Milrinone and dobutamine in severe heart failure: differing hemodynamic effects and individual patient responsiveness

Milrinone and dobutamine were compared in 15 patients with New York Heart Association functional class III and IV congestive heart failure. Dobutamine and milrinone were administered intravenously according a graded titration schedule up to maximum doses (14 micrograms/kg/min and 75 micrograms/kg, respectively) or until increased ventricular ectopy or a reduction in left ventricular end-diastolic pressure to 10 mm Hg or less occurred.
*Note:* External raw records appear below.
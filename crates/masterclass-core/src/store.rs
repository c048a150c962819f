//! Content store: the content document persisted under one fixed key.
//!
//! The store owns no state of its own. Every fetch reads the backend and
//! every save overwrites it, so two concurrent saves resolve as last write
//! wins with no merging.

use std::sync::Arc;

use masterclass_storage::StorageBackend;

use crate::document::ContentDocument;
use crate::error::ContentError;
use crate::source::ContentSource;

/// Storage key the content document lives under.
pub const CONTENT_KEY: &str = "masterclass_data";

/// Reads and writes the content document through an injected backend.
#[derive(Clone)]
pub struct ContentStore {
    backend: Arc<dyn StorageBackend>,
}

impl std::fmt::Debug for ContentStore {
    fn fmt(&self, f: &mut std::fmt::Formatter<'_>) -> std::fmt::Result {
        f.debug_struct("ContentStore")
            .field("key", &CONTENT_KEY)
            .finish_non_exhaustive()
    }
}

impl ContentStore {
    /// Create a store over the given backend.
    #[must_use]
    pub fn new(backend: Arc<dyn StorageBackend>) -> Self {
        Self { backend }
    }
}

#[async_trait::async_trait]
impl ContentSource for ContentStore {
    async fn fetch_document(&self) -> Result<ContentDocument, ContentError> {
        let Some(bytes) = self.backend.get(CONTENT_KEY).await? else {
            tracing::debug!(key = CONTENT_KEY, "no content stored, serving defaults");
            return Ok(ContentDocument::default());
        };

        serde_json::from_slice(&bytes).map_err(|e| ContentError::Decode {
            reason: e.to_string(),
        })
    }

    async fn save_document(&self, document: &ContentDocument) -> Result<(), ContentError> {
        let bytes = serde_json::to_vec(document).map_err(|e| ContentError::Encode {
            reason: e.to_string(),
        })?;
        self.backend.put(CONTENT_KEY, &bytes).await?;
        tracing::info!(key = CONTENT_KEY, bytes = bytes.len(), "content document saved");
        Ok(())
    }
}

#[cfg(test)]
mod tests {
    use masterclass_storage::MemoryBackend;

    use super::*;
    use crate::testing::FailingBackend;

    fn sample() -> ContentDocument {
        ContentDocument {
            title: "Yangi masterclass".to_owned(),
            points: ["a".to_owned(), "b".to_owned(), "c".to_owned()],
            countdown_minutes: 5,
            ..ContentDocument::default()
        }
    }

    #[tokio::test]
    async fn empty_store_serves_defaults() {
        let backend = MemoryBackend::new();
        let store = ContentStore::new(Arc::new(backend.clone()));

        let doc = store.fetch_document().await.unwrap();
        assert_eq!(doc, ContentDocument::default());
        // Reading defaults must not persist them.
        assert!(backend.is_empty().await);
    }

    #[tokio::test]
    async fn save_then_fetch_returns_saved_document() {
        let store = ContentStore::new(Arc::new(MemoryBackend::new()));
        store.save_document(&sample()).await.unwrap();
        assert_eq!(store.fetch_document().await.unwrap(), sample());
    }

    #[tokio::test]
    async fn last_write_wins() {
        let store = ContentStore::new(Arc::new(MemoryBackend::new()));
        store.save_document(&sample()).await.unwrap();

        let second = ContentDocument {
            subtitle: "ikkinchi".to_owned(),
            ..ContentDocument::default()
        };
        store.save_document(&second).await.unwrap();

        assert_eq!(store.fetch_document().await.unwrap(), second);
    }

    #[tokio::test]
    async fn document_is_stored_as_json_under_fixed_key() {
        let backend = MemoryBackend::new();
        let store = ContentStore::new(Arc::new(backend.clone()));
        store.save_document(&sample()).await.unwrap();

        let raw = backend.get(CONTENT_KEY).await.unwrap().unwrap();
        let json: serde_json::Value = serde_json::from_slice(&raw).unwrap();
        assert_eq!(json["title"], "Yangi masterclass");
        assert_eq!(json["countdownMinutes"], 5);
    }

    #[tokio::test]
    async fn corrupt_bytes_are_a_decode_error() {
        let backend = MemoryBackend::new();
        backend.put(CONTENT_KEY, b"not json").await.unwrap();
        let store = ContentStore::new(Arc::new(backend));

        let err = store.fetch_document().await.unwrap_err();
        assert!(matches!(err, ContentError::Decode { .. }));
    }

    #[tokio::test]
    async fn storage_failures_surface_as_storage_errors() {
        let store = ContentStore::new(Arc::new(FailingBackend));

        let err = store.fetch_document().await.unwrap_err();
        assert!(matches!(err, ContentError::Storage(_)));

        let err = store.save_document(&sample()).await.unwrap_err();
        assert!(matches!(err, ContentError::Storage(_)));
    }
}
Although both agents markedly increased cardiac index, milrinone caused a significantly greater reduction in left and right heart filling pressures and mean arterial pressure than did dobutamine, and for any given increase in dP/dt, milrinone caused a greater reduction in systemic vascular resistance than did dobutamine. Thus, the hemodynamic effects of milrinone are best represented by a combination of the actions of dobutamine, a positive inotropic agent, and a vasodilator such as nitroprusside, which causes both arterial and venous dilation. The positive inotropic responses of individual patients to dobutamine (5 micrograms/kg/min) and milrinone (25 micrograms/kg) were compared. The increases in dP/dt with both agents were variable, and correlated poorly (r = .50; p = .059). Patients were divided into two groups: Group I consisted of eight patients in whom the ratio of the increase in dP/dt with dobutamine vs milrinone was greater than 1.0 (good dobutamine responders); group II consisted of seven patients in whom this ratio was less than 1.0 (poor dobutamine responders).